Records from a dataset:
┄┄┄┄┄┄┄┄┄┄

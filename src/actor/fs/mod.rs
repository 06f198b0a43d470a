//! FileSystem Actor
//!
//! Watches every route's glob base and queues the chains a change triggers.
//! The watcher starts at the dev graph's `watch` step, after the initial
//! chains, so their own output never feeds back as a change.
//!
//! ```text
//! notify → bridge thread → Debouncer (300 ms quiet) → router → ChainTriggers
//! ```

use std::path::PathBuf;
use std::sync::Arc;
use std::time::Duration;

use notify::RecommendedWatcher;

use super::worker::ChainTriggers;
use crate::core::PipelineContext;
use crate::utils::path::normalize_path;

// Pure timing and deduplication.
mod debouncer;
// Debounced paths -> route keys.
mod router;
// Shared fs event types.
mod types;
// Watch root attach/re-attach lifecycle.
mod watch_roots;

#[cfg(test)]
mod tests;

use debouncer::Debouncer;
use router::route_changes;
use watch_roots::WatchRoots;

/// How often missing glob bases are re-checked while no events arrive.
const WATCH_ROOT_INTERVAL: Duration = Duration::from_secs(2);

/// FileSystem Actor - watches route sources
pub struct FsActor {
    /// Channel to receive notify events (sync -> async bridge)
    notify_rx: std::sync::mpsc::Receiver<notify::Result<notify::Event>>,
    /// Watcher handle (must be kept alive)
    watcher: RecommendedWatcher,
    watch_roots: WatchRoots,
    debouncer: Debouncer,
    /// Canonical project root; changes are matched relative to it
    root: PathBuf,
    ctx: Arc<PipelineContext>,
    triggers: ChainTriggers,
}

impl FsActor {
    /// Start watching immediately; events buffer until [`FsActor::run`].
    pub fn new(ctx: Arc<PipelineContext>, triggers: ChainTriggers) -> notify::Result<Self> {
        let root = normalize_path(ctx.root());
        let (notify_tx, notify_rx) = std::sync::mpsc::channel();

        let mut watcher = notify::recommended_watcher(move |res| {
            let _ = notify_tx.send(res);
        })?;

        let paths = ctx
            .registry
            .watch_bases()
            .into_iter()
            .map(|base| root.join(base))
            .collect();
        let mut watch_roots = WatchRoots::new(paths);
        watch_roots.attach_existing(&mut watcher)?;

        Ok(Self {
            notify_rx,
            watcher,
            watch_roots,
            debouncer: Debouncer::new(),
            root,
            ctx,
            triggers,
        })
    }

    /// Run the actor event loop
    pub async fn run(self) {
        let Self {
            notify_rx,
            mut watcher,
            mut watch_roots,
            mut debouncer,
            root,
            ctx,
            triggers,
        } = self;

        let (async_tx, mut async_rx) = tokio::sync::mpsc::channel::<notify::Event>(64);

        // notify only offers a blocking receiver
        std::thread::spawn(move || {
            while let Ok(result) = notify_rx.recv() {
                match result {
                    Ok(event) => {
                        if async_tx.blocking_send(event).is_err() {
                            break;
                        }
                    }
                    Err(e) => crate::log!("watch"; "notify error: {}", e),
                }
            }
        });

        let mut maintenance = tokio::time::interval(WATCH_ROOT_INTERVAL);
        maintenance.set_missed_tick_behavior(tokio::time::MissedTickBehavior::Delay);

        loop {
            tokio::select! {
                biased;
                event = async_rx.recv() => match event {
                    Some(event) => debouncer.add_event(&event),
                    None => break,
                },
                _ = maintenance.tick() => watch_roots.maintain(&mut watcher),
                _ = tokio::time::sleep(debouncer.sleep_duration()) => {
                    watch_roots.maintain(&mut watcher);
                    let Some(changes) = debouncer.take_if_ready() else {
                        continue;
                    };
                    for key in route_changes(changes, &root, &ctx.registry) {
                        crate::debug!("watch"; "trigger {}", key);
                        if !triggers.trigger(&key) {
                            crate::log!("watch"; "worker for {} is gone", key);
                        }
                    }
                }
            }
        }
        crate::debug!("watch"; "stopped");
    }
}
//! Command-line interface module.

mod args;
pub mod build;
mod common;
pub mod dev;
pub mod plan;

pub use args::{Cli, Commands};
//! Script chain.
//!
//! Development copies sources verbatim. Production writes the unminified
//! `name.js` next to a minified `name.min.js`; both are published.

use std::path::Path;

use super::{FileOutcome, TransformError, minify_js, read_string, with_stem_suffix, write_file};
use crate::core::PipelineContext;
use crate::registry::Route;

pub(super) fn process(
    route: &Route,
    ctx: &PipelineContext,
    src: &Path,
) -> Result<FileOutcome, TransformError> {
    let source = read_string(src)?;
    let dest = route.output_path(ctx.root(), src);

    if ctx.mode.is_dev() || is_minified(src) {
        write_file(&dest, &source)?;
        return Ok(FileOutcome::Written(vec![dest]));
    }

    let minified = minify_js(&source, ctx.config.script.drop_console)?;
    let min_dest = with_stem_suffix(&dest, ".min");
    write_file(&dest, &source)?;
    write_file(&min_dest, minified)?;
    Ok(FileOutcome::Written(vec![dest, min_dest]))
}

/// `vendor.min.js` is shipped as-is.
fn is_minified(path: &Path) -> bool {
    path.file_stem()
        .and_then(|s| s.to_str())
        .is_some_and(|s| s.ends_with(".min"))
}
//! Freshness detection for incremental chains.
//!
//! Outputs are compared against their sources by mtime only. Both sides
//! live on the same filesystem, so timestamps are comparable.

mod mtime;

pub use mtime::{get_mtime, is_output_fresh};
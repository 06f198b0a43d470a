//! One-shot production build: every chain, then the public copy.

use anyhow::{Result, bail};

use super::common::run_chain_step;
use crate::core::PipelineContext;
use crate::graph::{Action, GraphSummary, Step, StepOutcome, build_graph, run_graph};
use crate::log;
use crate::public::{Obfuscator, public_copy, resolve_manifest};

/// Run the `build` graph.
///
/// Failed files do not stop the graph; they are counted in the summary so the
/// caller can exit nonzero.
pub fn build_all(ctx: &PipelineContext) -> Result<GraphSummary> {
    let graph = build_graph(&ctx.registry)?;
    log!("build"; "{} build, {} steps", ctx.mode, graph.steps().len());

    let summary = run_graph(&graph, |step| run_step(step, ctx))?;

    if summary.is_clean() {
        log!("build"; "done");
    } else {
        log!("build"; "finished with {} failed file(s)", summary.failed_files());
    }
    Ok(summary)
}

fn run_step(step: &Step, ctx: &PipelineContext) -> Result<StepOutcome> {
    match &step.action {
        Action::Chain(key) => run_chain_step(key, ctx),
        Action::PublicCopy => {
            let copied = public_copy(&ctx.config.output_dir(), &ctx.config.public_dir())?;
            log!("public"; "copied {} file(s) to {}", copied, ctx.config.root_relative(ctx.config.public_dir()).display());
            Ok(StepOutcome::Done)
        }
        Action::Obfuscate => obfuscate(ctx),
        Action::Watch | Action::Serve => {
            bail!("`{}` is not available in a one-shot build", step.name)
        }
    }
}

fn obfuscate(ctx: &PipelineContext) -> Result<StepOutcome> {
    let public = ctx.config.public_dir();
    let files = resolve_manifest(&public, &ctx.config.effective_public_files(ctx.mode))?;
    let report = Obfuscator::new(&ctx.config.public.obfuscate)?.run(&files)?;
    log!(
        "public";
        "obfuscated {} file(s): {} classes, {} ids, {} keyframes",
        report.files_rewritten, report.classes, report.ids, report.keyframes
    );
    Ok(StepOutcome::Done)
}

┄┄┄┄┄┄┄┄┄┄

## Exercise directions
Once you find the line with "use std::path::PathBuf;" above, print it and every line after it up to and including the line with "use debouncer::Debouncer;", exactly as written and nothing else.

## Answer box
use std::path::PathBuf;
use std::sync::Arc;
use std::time::Duration;

use notify::RecommendedWatcher;

use super::worker::ChainTriggers;
use crate::core::PipelineContext;
use crate::utils::path::normalize_path;

// Pure timing and deduplication.
mod debouncer;
// Debounced paths -> route keys.
mod router;
// Shared fs event types.
mod types;
// Watch root attach/re-attach lifecycle.
mod watch_roots;

#[cfg(test)]
mod tests;

use debouncer::Debouncer;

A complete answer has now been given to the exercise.